C. Nach einigem Hin und Her per E-Mail teilte die «NZZ am Sonntag» am 3. März 2012 der Vereinigung mit, man lehne den Abdruck einer Gegendarstellung ab. Ebenso komme es nicht in Frage, einen PR-Artikel über das Iyengar-Yoga zu veröffentlichen.

D. Am 4. Juni 2012 beschwerte sich die Präsidentin Ingrid M. Balles namens der Iyengar-Yoga-Vereinigung Schweiz beim Presserat und beanstandete, der Bericht der «NZZ am Sonntag» verletze die Ziffer 3 (Unterschlagung von Informationen) der «Erklärung der Pflichten und Rechte der Journalistinnen und Journalisten» sowie die Richtlinien 3.8 (Anhörung bei schweren Vorwürfen) und 5.1 (Berichtigung) zur «Erklärung».

Die «NZZ am Sonntag» unterschlage in ihrem Bericht, dass die «New York Times» am 20. Januar 2012 eine Gegendarstellung der amerikanischen Iyengar-Yoga-Vereinigung veröffentlicht habe. Im Artikel könne zudem kein Yoga-Lehrer zu den erstaunlichen Behauptungen («Yoga-Lüge») Stellung nehmen. Weiter enthalte der Bericht zwei falsche Tatsachenbehauptungen: Es treffe keineswegs zu, dass Yoga-Lehrer die Verletzungsgefahren verheimlichten.
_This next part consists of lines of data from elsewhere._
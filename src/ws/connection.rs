//! Owner of the single live WebSocket.
//!
//! One `ConnectionManager` exists per session. It dials
//! `${WS_BASE}/ws?token=...`, keeps the socket alive with ping frames,
//! reconnects with exponential backoff on any non-graceful close, fans parsed
//! events out to registered listeners, and queues outbound frames while the
//! socket is down. Server close code 4401 (invalid token) is the one
//! non-reconnectable close: it surfaces `AuthExpired` through the auth
//! context and parks the connection in `Closed`.

use std::collections::VecDeque;
use std::panic::AssertUnwindSafe;
use std::sync::atomic::{AtomicBool, AtomicU64, Ordering};
use std::sync::{Arc, Mutex, Weak};
use std::time::Duration;

use chrono::{DateTime, Utc};
use futures_util::{SinkExt, StreamExt};
use rand::Rng;
use tokio::net::TcpStream;
use tokio::sync::{Notify, mpsc, watch};
use tokio::task::JoinHandle;
use tokio::time::{Instant, interval, sleep_until};
use tokio_tungstenite::tungstenite::protocol::CloseFrame;
use tokio_tungstenite::tungstenite::protocol::frame::coding::CloseCode;
use tokio_tungstenite::tungstenite::{self, Message};
use tokio_tungstenite::{MaybeTlsStream, WebSocketStream, connect_async};
use tracing::{debug, info, warn};

use crate::auth::AuthContext;
use crate::config::NexusConfig;
use crate::errors::{ConnectionError, MAX_FRAME_BYTES};
use crate::events::Event;
use crate::ws::frames::ClientFrame;

/// Close code the server uses to reject an invalid token.
const CLOSE_AUTH_REJECTED: u16 = 4401;

/// Lifecycle of the managed socket.
#[derive(Debug, Clone, Copy, PartialEq, Eq, serde::Serialize)]
#[serde(rename_all = "snake_case")]
pub enum ConnectionState {
    Idle,
    Connecting,
    Open,
    Closing,
    Closed,
    Reconnecting,
}

/// Observable connection status, published through a watch channel.
#[derive(Debug, Clone, PartialEq)]
pub struct ConnectionStatus {
    pub state: ConnectionState,
    /// Consecutive failed attempts since the last stable open.
    pub attempt: u32,
    /// When the next reconnect attempt fires, while `Reconnecting`.
    pub next_attempt_at: Option<DateTime<Utc>>,
}

impl ConnectionStatus {
    fn idle() -> Self {
        Self {
            state: ConnectionState::Idle,
            attempt: 0,
            next_attempt_at: None,
        }
    }
}

/// Monotonic connection counters.
#[derive(Debug, Default)]
pub struct ConnectionStats {
    events_received: AtomicU64,
    parse_errors: AtomicU64,
    reconnects: AtomicU64,
    listener_panics: AtomicU64,
}

/// Point-in-time copy of [`ConnectionStats`].
#[derive(Debug, Clone, Copy, PartialEq, Eq)]
pub struct StatsSnapshot {
    pub events_received: u64,
    pub parse_errors: u64,
    pub reconnects: u64,
    pub listener_panics: u64,
}

impl ConnectionStats {
    pub fn snapshot(&self) -> StatsSnapshot {
        StatsSnapshot {
            events_received: self.events_received.load(Ordering::Relaxed),
            parse_errors: self.parse_errors.load(Ordering::Relaxed),
            reconnects: self.reconnects.load(Ordering::Relaxed),
            listener_panics: self.listener_panics.load(Ordering::Relaxed),
        }
    }
}

pub type ListenerId = u64;

type Listener = (ListenerId, Arc<dyn Fn(&Event) + Send + Sync>);
type ResubscribeProvider = Arc<dyn Fn() -> Vec<ClientFrame> + Send + Sync>;

/// How a live socket ended, from the driver's point of view.
enum SocketEnd {
    /// User-initiated close; no reconnect.
    UserClose,
    /// Server close 4401 or HTTP 401 on dial; no reconnect.
    AuthRejected,
    /// Everything else; the reconnect loop takes over.
    Lost,
}

pub struct ConnectionManager {
    config: Arc<NexusConfig>,
    auth: Arc<AuthContext>,
    status_tx: watch::Sender<ConnectionStatus>,
    listeners: Mutex<Vec<Listener>>,
    next_listener_id: AtomicU64,
    /// Frames queued while the socket is not open; flushed on open.
    pending: Mutex<VecDeque<String>>,
    stats: ConnectionStats,
    /// Supplied by the subscription registry; replayed on every open.
    resubscribe: Mutex<Option<ResubscribeProvider>>,
    /// Sender into the live socket task; present only while open.
    outbound: Mutex<Option<mpsc::UnboundedSender<String>>>,
    task: Mutex<Option<JoinHandle<()>>>,
    shutdown: Notify,
    user_closed: AtomicBool,
    /// Handle to ourselves for spawning the dial loop.
    weak_self: Weak<ConnectionManager>,
}

impl std::fmt::Debug for ConnectionManager {
    fn fmt(&self, f: &mut std::fmt::Formatter<'_>) -> std::fmt::Result {
        f.debug_struct("ConnectionManager")
            .field("status", &*self.status_tx.borrow())
            .field("stats", &self.stats)
            .finish()
    }
}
In Iyengar-Studios werde zudem nicht mit Spiegeln gearbeitet. Anhand der alten Schriften lasse sich zudem nicht belegen, was früher unter Yoga genau verstanden wurde. Ein entsprechender Vergleich sei deshalb gar nicht möglich.
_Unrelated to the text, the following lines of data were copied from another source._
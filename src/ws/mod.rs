pub mod connection;
pub mod frames;
pub mod registry;

pub use connection::{
    ConnectionManager, ConnectionState, ConnectionStatus, ListenerId, StatsSnapshot,
};
pub use frames::ClientFrame;
pub use registry::{HandleId, SubscriptionRegistry};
E. Gemäss Art. 12 Abs. 1 des Geschäftsreglements behandelt das Presseratspräsidium Beschwerden, auf die der Presserat nicht eintritt.

F. Das Presseratspräsidium, bestehend aus Presseratspräsident Dominique von Burg, Vizepräsidentin Francesca Snider und Vizepräsident Max Trossmann, hat die vorliegende Stellungnahme per 11. Juli 2012 auf dem Korrespondenzweg verabschiedet.

II. Erwägungen

1. Gemäss Art. 10 Abs. 1 seines Geschäftsreglements tritt der Presserat nicht auf eine Beschwerde ein, wenn sie offensichtlich unbegründet erscheint.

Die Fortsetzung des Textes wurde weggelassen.